El festín se convierte en un desierto,
cada sabor una tormenta que arrastra la calma.
El festín, antes jardín de frutos dorados,
ahora es campo de espinas y penas.
Las delicias, ahora sombras,
que susurran secretos amargos en cada bocado.
En el reflejo del espejo, un lienzo distorsionado,
mi imagen es un cuadro roto, un sueño que se deshace.
Las curvas, un paisaje de montañas y valles,
cambiantes como nubes en un cielo gris.
Cada número en la balanza, un eco lejano,
resuena como un tambor en el bosque del ser.
Espejos de cristal que devuelven miradas severas,
cada cifra una cadena que aprieta el corazón.

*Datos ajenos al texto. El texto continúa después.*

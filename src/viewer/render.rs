//! Display surface abstraction.
//!
//! The viewer does not own any layout. Whatever embeds it implements
//! [`Renderer`] to put frames, stats and status text on screen.

// ============================================================================
// Imports
// ============================================================================

use tracing::info;

use crate::frame::Frame;
use crate::stats::FrameStats;

use super::state::StatusLine;

// ============================================================================
// Renderer
// ============================================================================

/// Receives display updates from the viewer task.
///
/// Calls arrive on the viewer task in order; implementations should return
/// quickly.
pub trait Renderer: Send {
    /// Shows `frame` together with the stats it produced.
    fn render_frame(&mut self, frame: &Frame, stats: &FrameStats);

    /// Refreshes the stats panel only.
    fn render_stats(&mut self, stats: &FrameStats);

    /// Updates the connection status indicator.
    fn render_status(&mut self, status: &StatusLine);

    /// Hides the frame and shows a loading indicator.
    fn show_loading(&mut self) {}
}

impl<R: Renderer + ?Sized> Renderer for Box<R> {
    fn render_frame(&mut self, frame: &Frame, stats: &FrameStats) {
        (**self).render_frame(frame, stats);
    }

    fn render_stats(&mut self, stats: &FrameStats) {
        (**self).render_stats(stats);
    }

    fn render_status(&mut self, status: &StatusLine) {
        (**self).render_status(status);
    }

    fn show_loading(&mut self) {
        (**self).show_loading();
    }
}

// ============================================================================
// NullRenderer
// ============================================================================

/// Discards every update. Useful when only [`crate::ViewerEvent`]s matter.
#[derive(Debug, Clone, Copy, Default)]
pub struct NullRenderer;

impl Renderer for NullRenderer {
    fn render_frame(&mut self, _frame: &Frame, _stats: &FrameStats) {}

    fn render_stats(&mut self, _stats: &FrameStats) {}

    fn render_status(&mut self, _status: &StatusLine) {}
}

// ============================================================================
// LogRenderer
// ============================================================================

/// Writes every update to the log.
#[derive(Debug, Clone, Copy, Default)]
pub struct LogRenderer;

impl Renderer for LogRenderer {
    fn render_frame(&mut self, frame: &Frame, stats: &FrameStats) {
        let shown = stats.formatted();
        info!(
            format = frame.format().mime_type(),
            size = frame.bytes().len(),
            resolution = %frame.resolution(),
            frame_count = %shown.frame_count,
            fps = %shown.fps,
            "Frame"
        );
    }

    fn render_stats(&mut self, stats: &FrameStats) {
        let shown = stats.formatted();
        info!(
            fps = %shown.fps,
            resolution = %shown.resolution,
            mode = %shown.mode,
            frame_count = %shown.frame_count,
            processing = %shown.processing_time,
            updated = %shown.last_updated,
            quality = %shown.connection_quality,
            "Stats"
        );
    }

    fn render_status(&mut self, status: &StatusLine) {
        info!(online = status.online, "{}", status.message);
    }

    fn show_loading(&mut self) {
        info!("Loading frame...");
    }
}
//! WebSocket protocol message types.
//!
//! Messages are ad-hoc JSON objects discriminated by a `type` field.
//!
//! | Message | Direction | Purpose |
//! |---------|-----------|---------|
//! | `frame` | Server → Viewer | Base64 image plus optional stats patch |
//! | `stats` | Server → Viewer | Stats patch |
//! | `status` | Server → Viewer | Informational text |
//! | `request_frame` | Viewer → Server | Handshake sent on open |
//!
//! Pairing payloads are not sent over the socket; they arrive out of band
//! (QR scan) and name the server to connect to.

// ============================================================================
// Submodules
// ============================================================================

/// Inbound server messages.
pub mod message;

/// Outbound client messages.
pub mod outbound;

/// Out-of-band pairing payloads.
pub mod pairing;

// ============================================================================
// Re-exports
// ============================================================================

pub use message::ServerMessage;
pub use outbound::ClientMessage;
pub use pairing::{PAIRING_TYPE, PairingOffer};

Los manjares en el plato son laberintos sin salida,
cada bocado una encrucijada en el bosque oscuro.
El hambre es un mar inquieto,
y el estómago, un vacío sin orillas.
Las redes, espejos en el cristal del deseo,
donde la belleza es una imagen inalcanzable.
Cada foto un faro en la distancia,
que enciende llamas de incertidumbre en el alma.
El tejido de la ropa, una piel que no encaja,
las prendas son cárceles que aprisionan mis esperanzas.
Cada costura es un recordatorio del tiempo perdido,
y cada ajuste una carga en mi corazón.
La necesidad de ver, de medir, de contar,
es una danza en la cuerda floja del ser.
Cada peso es una mariposa atrapada en la balanza,
cada cifra un reflejo en el cristal del tormento.
En el silencio de la noche, los pensamientos son sombras,
susurros en un eco de dudas y temores.
El hambre es un fantasma en el crepúsculo,
y cada bocado, un paso en la niebla del anhelo.
Busco en el horizonte un rayo de esperanza,
un atajo en el laberinto de sombras y dudas.
Que la mesa sea un lugar de paz, no de guerra,
y el espejo, un amigo que abraza en lugar de juzgar.
Que las redes sean estrellas, no espejos fríos,
y la ropa, un abrigo, no una prisión.
Que el mar vuelva a ser tranquilo,
y el alma encuentre su camino en la calma de la plenitud.